Then, like John Williams during the adagio, she took the MH-60R to a hover over the ship’s bucking and kicking landing area and held it there while the flight deck crew hooked up the recovery-assist cable. With the RA cable assisting, it was Sandee’s task to finely maneuver the twenty-two-thousand-pound helicopter, with its eighteen-inch landing probe, into the three-foot-by-four-foot hydraulic jaws of the remote securing device — the “mousetrap”—attached to the ship’s flight deck.
The LSO, the senior pilot on Sandee’s otherwise all-male-pilot detachment, simply shook his head in awe. Only a fellow helo pilot could appreciate what he had just seen; only a helo pilot of immense skill could make that approach and hover in this kind of weather and make it look easy. On the one hand, it was pure, unbiased respect and admiration. On the other, it was a prayer. Why, God, did you give her that much talent? Why not me?
Now he knew it was his job to help her get her bird on deck.
“Left two, left one, steady. Land now! Down, down, down. Up, up, UP! Come left a little bit … easy with it … OK … steady … steady !”
Laurie Phillips couldn’t hear the calls from the landing safety officer, and it was just as well. The swirling winds, pounding rain, and gyrating flight deck were forcing the LSO to make his calls loudly, insistently, and increasingly rapidly. With each jerk of the aircraft, Laurie was tossed about in her seat, either bumping into the aircraft’s haze-gray soundproofing or knocking her knees against the helo crewman’s console in front of her.
Her short conversation with the helo’s commander right before they lifted off suddenly sounded prescient.

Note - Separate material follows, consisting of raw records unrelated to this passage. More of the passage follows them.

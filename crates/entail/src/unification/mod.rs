//! Unification algorithm for first-order terms

mod mgu;


pub use mgu::{
    unify, unify_literals, unify_terms, unify_variable, UnificationError, UnificationResult,
};
//! Append-only clause database with derivation tracking.

use crate::fol::Clause;
use serde::{Deserialize, Serialize};
use std::collections::HashSet;

/// How a stored clause came to be (inference rule + premise indices)
#[derive(Debug, Clone, PartialEq, Eq, Serialize, Deserialize)]
pub struct Derivation {
    /// Name of the rule that produced this clause
    pub rule_name: String,
    /// Store indices of the premise clauses
    pub premises: Vec<usize>,
}

impl Derivation {
    pub fn input() -> Self {
        Derivation {
            rule_name: "Input".into(),
            premises: vec![],
        }
    }

    pub fn negated_query() -> Self {
        Derivation {
            rule_name: "NegatedQuery".into(),
            premises: vec![],
        }
    }

    pub fn resolution(left: usize, right: usize) -> Self {
        Derivation {
            rule_name: "Resolution".into(),
            premises: vec![left, right],
        }
    }

    pub fn is_resolution(&self) -> bool {
        self.rule_name == "Resolution"
    }
}

/// Clause database for one refutation run.
///
/// Indices are stable: a clause keeps its index for the whole run and
/// premises always have smaller indices than their conclusions. A clause that
/// is a variant of one already stored is not added again.
#[derive(Debug, Clone, Default)]
pub(crate) struct ClauseStore {
    clauses: Vec<Clause>,
    derivations: Vec<Derivation>,
    variants: HashSet<Clause>,
}

impl ClauseStore {
    pub(crate) fn new() -> Self {
        ClauseStore::default()
    }

    /// Store `clause` unless a variant is already present.
    /// Returns the index of the new clause.
    pub(crate) fn insert(&mut self, clause: Clause, derivation: Derivation) -> Option<usize> {
        if !self.variants.insert(clause.normalized()) {
            return None;
        }
        let idx = self.clauses.len();
        self.clauses.push(clause);
        self.derivations.push(derivation);
        Some(idx)
    }

    /// Whether a variant of `clause` is stored
    pub(crate) fn contains_variant(&self, clause: &Clause) -> bool {
        self.variants.contains(&clause.normalized())
    }

    pub(crate) fn get(&self, idx: usize) -> &Clause {
        &self.clauses[idx]
    }

    pub(crate) fn derivation(&self, idx: usize) -> &Derivation {
        &self.derivations[idx]
    }

    pub(crate) fn len(&self) -> usize {
        self.clauses.len()
    }

    pub(crate) fn clauses(&self) -> &[Clause] {
        &self.clauses
    }

    pub(crate) fn into_clauses(self) -> Vec<Clause> {
        self.clauses
    }
}
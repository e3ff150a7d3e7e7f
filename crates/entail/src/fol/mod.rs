//! First-order logic data structures
//!
//! This module provides the fundamental types for representing FOL sentences:
//! terms, literals, clauses and substitutions.

pub mod clause;
pub mod literal;
pub mod substitution;
pub mod term;


pub use clause::Clause;
pub use literal::Literal;
pub use substitution::Substitution;
pub use term::{Constant, FunctionSymbol, Term, Variable};
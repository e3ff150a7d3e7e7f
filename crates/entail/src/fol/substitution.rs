//! Variable substitutions
//!
//! A [`Substitution`] is a value: extending one produces a new substitution and
//! leaves the original untouched, so alternative unification branches never
//! observe each other's bindings.
//!
//! Bindings may chain (`x -> ?y`, `y -> John`). [`Substitution::apply`] follows
//! such chains, which is sound because the unifier never records a binding that
//! lets a variable reach a term containing itself.

use super::clause::Clause;
use super::literal::Literal;
use super::term::{Term, Variable};
use indexmap::IndexMap;
use std::fmt;

/// A substitution mapping variables to terms, in binding order
#[derive(Debug, Clone, Default, PartialEq, Eq)]
pub struct Substitution {
    map: IndexMap<Variable, Term>,
}

impl Substitution {
    /// Create a new empty substitution
    pub fn new() -> Self {
        Substitution {
            map: IndexMap::new(),
        }
    }

    /// Return a copy of this substitution with `var -> term` added.
    ///
    /// The caller is responsible for the occurs check; `unify` performs it.
    pub fn extended(&self, var: Variable, term: Term) -> Substitution {
        self.clone().with_binding(var, term)
    }

    /// Consuming variant of [`Substitution::extended`] used on the unifier's
    /// owned path, where no other reference to `self` exists.
    pub(crate) fn with_binding(mut self, var: Variable, term: Term) -> Substitution {
        debug_assert!(
            !self.apply(&term).occurs(&var),
            "binding {} -> {} would be cyclic",
            var,
            term
        );
        self.map.insert(var, term);
        self
    }

    /// Get the term bound to a variable, if any (one step, no chain following)
    pub fn get(&self, var: &Variable) -> Option<&Term> {
        self.map.get(var)
    }

    pub fn contains(&self, var: &Variable) -> bool {
        self.map.contains_key(var)
    }

    pub fn len(&self) -> usize {
        self.map.len()
    }

    pub fn is_empty(&self) -> bool {
        self.map.is_empty()
    }

    pub fn domain(&self) -> impl Iterator<Item = &Variable> {
        self.map.keys()
    }

    pub fn iter(&self) -> impl Iterator<Item = (&Variable, &Term)> {
        self.map.iter()
    }

    /// Walk a chain of variable bindings until reaching an unbound variable or
    /// a non-variable term. Arguments of compound terms are not touched.
    pub fn resolve<'a>(&'a self, term: &'a Term) -> &'a Term {
        let mut current = term;
        while let Term::Variable(v) = current {
            match self.map.get(v) {
                Some(next) => current = next,
                None => break,
            }
        }
        current
    }

    /// Apply this substitution to a term, following chained bindings
    pub fn apply(&self, term: &Term) -> Term {
        match term {
            Term::Variable(v) => match self.map.get(v) {
                Some(bound) => self.apply(bound),
                None => term.clone(),
            },
            Term::Constant(_) => term.clone(),
            Term::Function(f, args) => {
                Term::Function(f.clone(), args.iter().map(|arg| self.apply(arg)).collect())
            }
        }
    }

    /// Compose two substitutions: applying the result equals applying `self`
    /// and then `other`.
    pub fn compose(&self, other: &Substitution) -> Substitution {
        let mut result = Substitution::new();

        for (var, term) in &self.map {
            result
                .map
                .insert(var.clone(), other.apply(&self.apply(term)));
        }

        for (var, term) in &other.map {
            if !self.map.contains_key(var) {
                result.map.insert(var.clone(), other.apply(term));
            }
        }

        result
    }
}

impl fmt::Display for Substitution {
    fn fmt(&self, f: &mut fmt::Formatter<'_>) -> fmt::Result {
        write!(f, "{{")?;
        for (i, (var, term)) in self.map.iter().enumerate() {
            if i > 0 {
                write!(f, ", ")?;
            }
            write!(f, "{} -> {}", var, term)?;
        }
        write!(f, "}}")
    }
}

impl Term {
    /// Apply a substitution to this term
    pub fn apply_substitution(&self, subst: &Substitution) -> Term {
        subst.apply(self)
    }
}

impl Literal {
    /// Apply a substitution to every argument, keeping predicate and polarity
    pub fn apply_substitution(&self, subst: &Substitution) -> Literal {
        Literal {
            predicate: self.predicate.clone(),
            args: self.args.iter().map(|arg| subst.apply(arg)).collect(),
            polarity: self.polarity,
        }
    }
}

impl Clause {
    /// Apply a substitution to every literal, merging literals that become equal
    pub fn apply_substitution(&self, subst: &Substitution) -> Clause {
        Clause::new(
            self.literals
                .iter()
                .map(|lit| lit.apply_substitution(subst))
                .collect(),
        )
    }
}
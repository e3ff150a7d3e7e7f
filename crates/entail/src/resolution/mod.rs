//! Resolution refutation
//!
//! The query is negated and added to the knowledge base's clauses. Each round
//! resolves every pair of distinct stored clauses on every complementary
//! literal pair and adds the resolvents that are not variants of stored
//! clauses. Deriving the empty clause refutes the negated query, so the query
//! is entailed. A round that adds nothing means it is not.

mod proof;
mod rule;
mod store;

pub use proof::{Proof, ProofStep};
pub use rule::resolvents;
pub use store::Derivation;

use crate::config::{exceeds, Budget, ResolutionConfig};
use crate::error::Result;
use crate::fol::{Clause, Literal};
use crate::kb::ClauseKnowledgeBase;
use crate::trace::{BudgetExhausted, TraceEvent};
use serde::{Deserialize, Serialize};
use std::collections::HashSet;
use store::ClauseStore;
use tracing::{debug, info, trace};

/// How a refutation run ended
#[derive(Debug, Clone, PartialEq, Eq, Serialize, Deserialize)]
#[serde(tag = "status", rename_all = "snake_case")]
pub enum ResolutionStatus {
    /// The empty clause was derived: the query is entailed
    Refuted { proof: Proof },
    /// No new resolvent appeared: the query is not entailed
    Exhausted,
    /// A budget ran out first
    Inconclusive { reason: BudgetExhausted },
}

/// Result of [`resolve`]
#[derive(Debug, Clone)]
pub struct ResolutionResult {
    pub status: ResolutionStatus,
    /// The clause database at the end of the run, indexed as in the trace
    pub clauses: Vec<Clause>,
    /// Stored resolvents in derivation order
    pub trace: Vec<TraceEvent>,
    pub rounds: usize,
}

impl ResolutionResult {
    pub fn is_proved(&self) -> bool {
        matches!(self.status, ResolutionStatus::Refuted { .. })
    }

    pub fn is_inconclusive(&self) -> bool {
        matches!(self.status, ResolutionStatus::Inconclusive { .. })
    }

    pub fn proof(&self) -> Option<&Proof> {
        match &self.status {
            ResolutionStatus::Refuted { proof } => Some(proof),
            _ => None,
        }
    }
}

/// Decide whether `query` follows from the clauses of `kb` by refutation.
///
/// `query` may contain variables; refuting its negation then shows that some
/// instance of it is entailed. `kb` is not modified.
pub fn resolve(
    kb: &ClauseKnowledgeBase,
    query: &Literal,
    config: &ResolutionConfig,
) -> Result<ResolutionResult> {
    kb.signature().check(query)?;

    let mut store = ClauseStore::new();
    for clause in kb.clauses() {
        store.insert(clause.clone(), Derivation::input());
    }
    store.insert(Clause::unit(query.complement()), Derivation::negated_query());

    Ok(Refutation::new(store, config).run(query))
}

struct Refutation<'a> {
    store: ClauseStore,
    config: &'a ResolutionConfig,
    trace: Vec<TraceEvent>,
    round: usize,
    /// Pairs (i, j) with j below this bound were examined in an earlier round
    examined: usize,
    budget: Budget,
}

enum Outcome {
    Continue,
    Done(ResolutionStatus),
}

impl<'a> Refutation<'a> {
    fn new(store: ClauseStore, config: &'a ResolutionConfig) -> Self {
        Refutation {
            store,
            config,
            trace: Vec::new(),
            round: 0,
            examined: 0,
            budget: Budget::start(config.timeout()),
        }
    }

    fn run(mut self, query: &Literal) -> ResolutionResult {
        info!(
            clauses = self.store.len(),
            %query,
            memoize_pairs = self.config.memoize_pairs,
            "Starting resolution refutation"
        );

        if let Some(idx) = self.store.clauses().iter().position(Clause::is_empty) {
            info!("Input already contains the empty clause");
            let proof = Proof::extract(&self.store, idx);
            return self.finish(ResolutionStatus::Refuted { proof });
        }

        if exceeds(self.store.len(), self.config.max_clauses) {
            let reason = BudgetExhausted::Clauses {
                limit: self.config.max_clauses,
            };
            return self.finish(ResolutionStatus::Inconclusive { reason });
        }

        loop {
            self.round += 1;
            if exceeds(self.round, self.config.max_rounds) {
                let reason = BudgetExhausted::Rounds {
                    limit: self.config.max_rounds,
                };
                return self.finish(ResolutionStatus::Inconclusive { reason });
            }
            if let Outcome::Done(status) = self.step() {
                return self.finish(status);
            }
        }
    }

    /// One round of pairwise resolution
    fn step(&mut self) -> Outcome {
        let n = self.store.len();
        let first = if self.config.memoize_pairs {
            self.examined.max(1)
        } else {
            1
        };
        trace!(round = self.round, clauses = n, first_new = first, "Resolution round");

        let mut pending: Vec<(Clause, [usize; 2])> = Vec::new();
        let mut pending_keys: HashSet<Clause> = HashSet::new();

        for j in first..n {
            if self.budget.timed_out() {
                let reason = BudgetExhausted::timeout(self.budget.elapsed());
                return Outcome::Done(ResolutionStatus::Inconclusive { reason });
            }
            for i in 0..j {
                for resolvent in resolvents(self.store.get(i), self.store.get(j)) {
                    if resolvent.is_empty() {
                        return Outcome::Done(self.refuted(i, j));
                    }
                    // Resolvents come back normalized, so they key `pending_keys` directly
                    if self.store.contains_variant(&resolvent) || !pending_keys.insert(resolvent.clone()) {
                        continue;
                    }
                    pending.push((resolvent, [i, j]));
                }
            }
        }
        self.examined = n;

        if pending.is_empty() {
            info!(round = self.round, clauses = n, "No new resolvents, query not entailed");
            return Outcome::Done(ResolutionStatus::Exhausted);
        }

        for (clause, premises @ [i, j]) in pending {
            if let Some(index) = self.store.insert(clause.clone(), Derivation::resolution(i, j)) {
                debug!(round = self.round, "[{}] {}  (resolve {}, {})", index, clause, i, j);
                self.trace.push(TraceEvent::ClauseDerived {
                    round: self.round,
                    index,
                    premises,
                    clause,
                });
            }
            if exceeds(self.store.len(), self.config.max_clauses) {
                let reason = BudgetExhausted::Clauses {
                    limit: self.config.max_clauses,
                };
                return Outcome::Done(ResolutionStatus::Inconclusive { reason });
            }
        }

        Outcome::Continue
    }

    fn refuted(&mut self, i: usize, j: usize) -> ResolutionStatus {
        let index = self.store.len();
        // The empty clause is never stored before refutation, so this succeeds
        let stored = self.store.insert(Clause::empty(), Derivation::resolution(i, j));
        debug_assert_eq!(stored, Some(index));

        debug!(round = self.round, "[{}] {}  (resolve {}, {})", index, Clause::empty(), i, j);
        self.trace.push(TraceEvent::ClauseDerived {
            round: self.round,
            index,
            premises: [i, j],
            clause: Clause::empty(),
        });
        info!(round = self.round, clauses = self.store.len(), "Empty clause derived, query proven");

        ResolutionStatus::Refuted {
            proof: Proof::extract(&self.store, index),
        }
    }

    fn finish(self, status: ResolutionStatus) -> ResolutionResult {
        if let ResolutionStatus::Inconclusive { reason } = &status {
            info!(%reason, "Resolution inconclusive");
        }
        ResolutionResult {
            status,
            clauses: self.store.into_clauses(),
            trace: self.trace,
            rounds: self.round,
        }
    }
}
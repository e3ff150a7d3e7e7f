//! Clauses (disjunctions of literals)

use super::literal::Literal;
use super::term::Variable;
use indexmap::{IndexMap, IndexSet};
use serde::{Deserialize, Serialize};
use std::fmt;
use std::ops::Range;

/// A clause: a set of literals read as their disjunction.
///
/// Duplicate literals are merged on construction, keeping first-occurrence
/// order. The empty clause stands for a contradiction.
#[derive(Debug, Clone, PartialEq, Eq, Hash, Serialize, Deserialize)]
pub struct Clause {
    pub literals: Vec<Literal>,
}

impl Clause {
    /// Create a new clause from literals
    pub fn new(literals: Vec<Literal>) -> Self {
        let mut seen = IndexSet::with_capacity(literals.len());
        for lit in literals {
            seen.insert(lit);
        }
        Clause {
            literals: seen.into_iter().collect(),
        }
    }

    pub fn unit(literal: Literal) -> Self {
        Clause {
            literals: vec![literal],
        }
    }

    pub fn empty() -> Self {
        Clause { literals: vec![] }
    }

    /// Check if this clause is empty (contradiction)
    pub fn is_empty(&self) -> bool {
        self.literals.is_empty()
    }

    pub fn len(&self) -> usize {
        self.literals.len()
    }

    /// At most one positive literal
    pub fn is_horn(&self) -> bool {
        self.positive_literals().count() <= 1
    }

    /// Exactly one positive literal
    pub fn is_definite(&self) -> bool {
        self.positive_literals().count() == 1
    }

    pub fn positive_literals(&self) -> impl Iterator<Item = &Literal> {
        self.literals.iter().filter(|lit| lit.polarity)
    }

    pub fn negative_literals(&self) -> impl Iterator<Item = &Literal> {
        self.literals.iter().filter(|lit| !lit.polarity)
    }

    pub fn is_ground(&self) -> bool {
        self.literals.iter().all(Literal::is_ground)
    }

    pub fn variables(&self) -> Vec<Variable> {
        let mut vars = IndexSet::new();
        for lit in &self.literals {
            lit.collect_variables(&mut vars);
        }
        vars.into_iter().collect()
    }

    /// Rename every variable so this clause shares none with a clause renamed
    /// under a different tag.
    pub fn rename_apart(&self, tag: &str) -> Clause {
        let mut rename = |v: &Variable| Variable::new(format!("{}#{}", v.name, tag));
        Clause {
            literals: self
                .literals
                .iter()
                .map(|lit| lit.map_variables(&mut rename))
                .collect(),
        }
    }

    /// Canonical representative of this clause's variants.
    ///
    /// Literals are grouped by their shape with variables masked and the groups
    /// are laid out in shape order. Within the groups, the literal order is the
    /// one whose first-occurrence renaming to `_0`, `_1`, ... gives the least
    /// literal sequence. Two clauses normalize to the same value exactly when
    /// they differ only in variable names and literal order.
    pub fn normalized(&self) -> Clause {
        let mut literals = self.literals.clone();
        literals.sort_by_cached_key(shape);

        let mut groups = Vec::with_capacity(literals.len());
        let mut start = 0;
        for end in 1..=literals.len() {
            if end == literals.len() || shape(&literals[end]) != shape(&literals[start]) {
                groups.extend(std::iter::repeat(start..end).take(end - start));
                start = end;
            }
        }

        let mut search = LeastRenaming {
            literals: &literals,
            groups,
            best: None,
        };
        search.visit(&mut vec![false; literals.len()], &mut Vec::new(), &IndexMap::new());
        Clause {
            literals: search.best.unwrap_or_default(),
        }
    }

    /// Same clause up to variable renaming and literal order
    pub fn is_variant_of(&self, other: &Clause) -> bool {
        self.len() == other.len() && self.normalized() == other.normalized()
    }
}

/// A literal with every variable replaced by the same placeholder
fn shape(literal: &Literal) -> Literal {
    literal.map_variables(&mut |_| Variable::new(""))
}

/// Depth-first search for the literal order with the least renaming.
///
/// Position `k` may only hold a literal from `groups[k]`. Any candidate whose
/// renamed form is larger than another candidate's at the same position
/// cannot start the least sequence, so only ties are branched on.
struct LeastRenaming<'a> {
    literals: &'a [Literal],
    groups: Vec<Range<usize>>,
    best: Option<Vec<Literal>>,
}

impl LeastRenaming<'_> {
    fn visit(
        &mut self,
        used: &mut [bool],
        placed: &mut Vec<Literal>,
        names: &IndexMap<Variable, Variable>,
    ) {
        let k = placed.len();
        if k == self.literals.len() {
            if self.best.as_ref().map_or(true, |best| placed.as_slice() < best.as_slice()) {
                self.best = Some(placed.clone());
            }
            return;
        }

        let mut candidates = Vec::new();
        for i in self.groups[k].clone() {
            if used[i] {
                continue;
            }
            let mut names = names.clone();
            let renamed = self.literals[i].map_variables(&mut |v: &Variable| {
                let next = names.len();
                names
                    .entry(v.clone())
                    .or_insert_with(|| Variable::new(format!("_{}", next)))
                    .clone()
            });
            candidates.push((i, renamed, names));
        }

        let Some(least) = candidates.iter().map(|(_, lit, _)| lit).min().cloned() else {
            return;
        };
        for (i, renamed, names) in candidates {
            if renamed != least {
                continue;
            }
            used[i] = true;
            placed.push(renamed);
            self.visit(used, placed, &names);
            placed.pop();
            used[i] = false;
        }
    }
}

impl From<Literal> for Clause {
    fn from(literal: Literal) -> Self {
        Clause::unit(literal)
    }
}

impl fmt::Display for Clause {
    fn fmt(&self, f: &mut fmt::Formatter<'_>) -> fmt::Result {
        if self.is_empty() {
            write!(f, "⊥")
        } else {
            for (i, lit) in self.literals.iter().enumerate() {
                if i > 0 {
                    write!(f, " | ")?;
                }
                write!(f, "{}", lit)?;
            }
            Ok(())
        }
    }
}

“All right,” Lieutenant Sandee Barron had begun winking at Laurie, “I’ll be your captain today. No smoking. Fasten your seat belt. Turn off all electronic devices. All you have to do is sit back and enjoy the flight. Normandy is less than twenty miles away, out ahead of the carrier.”
Then Barron’s face had hardened a bit. “Seriously, the weather conditions are marginal, and this will be a bit of a rough flight. But I’ve done this a lot, and I’m damn good at it. It’ll be piece of cake,” Barron had concluded with another wink.
Laurie, terrified after her COD experience, felt reassured. What was it about this pilot? She had been vaguely aware the Navy had a number of female aviators, but she had never met one. She didn’t sound cocky, but she did sound confident.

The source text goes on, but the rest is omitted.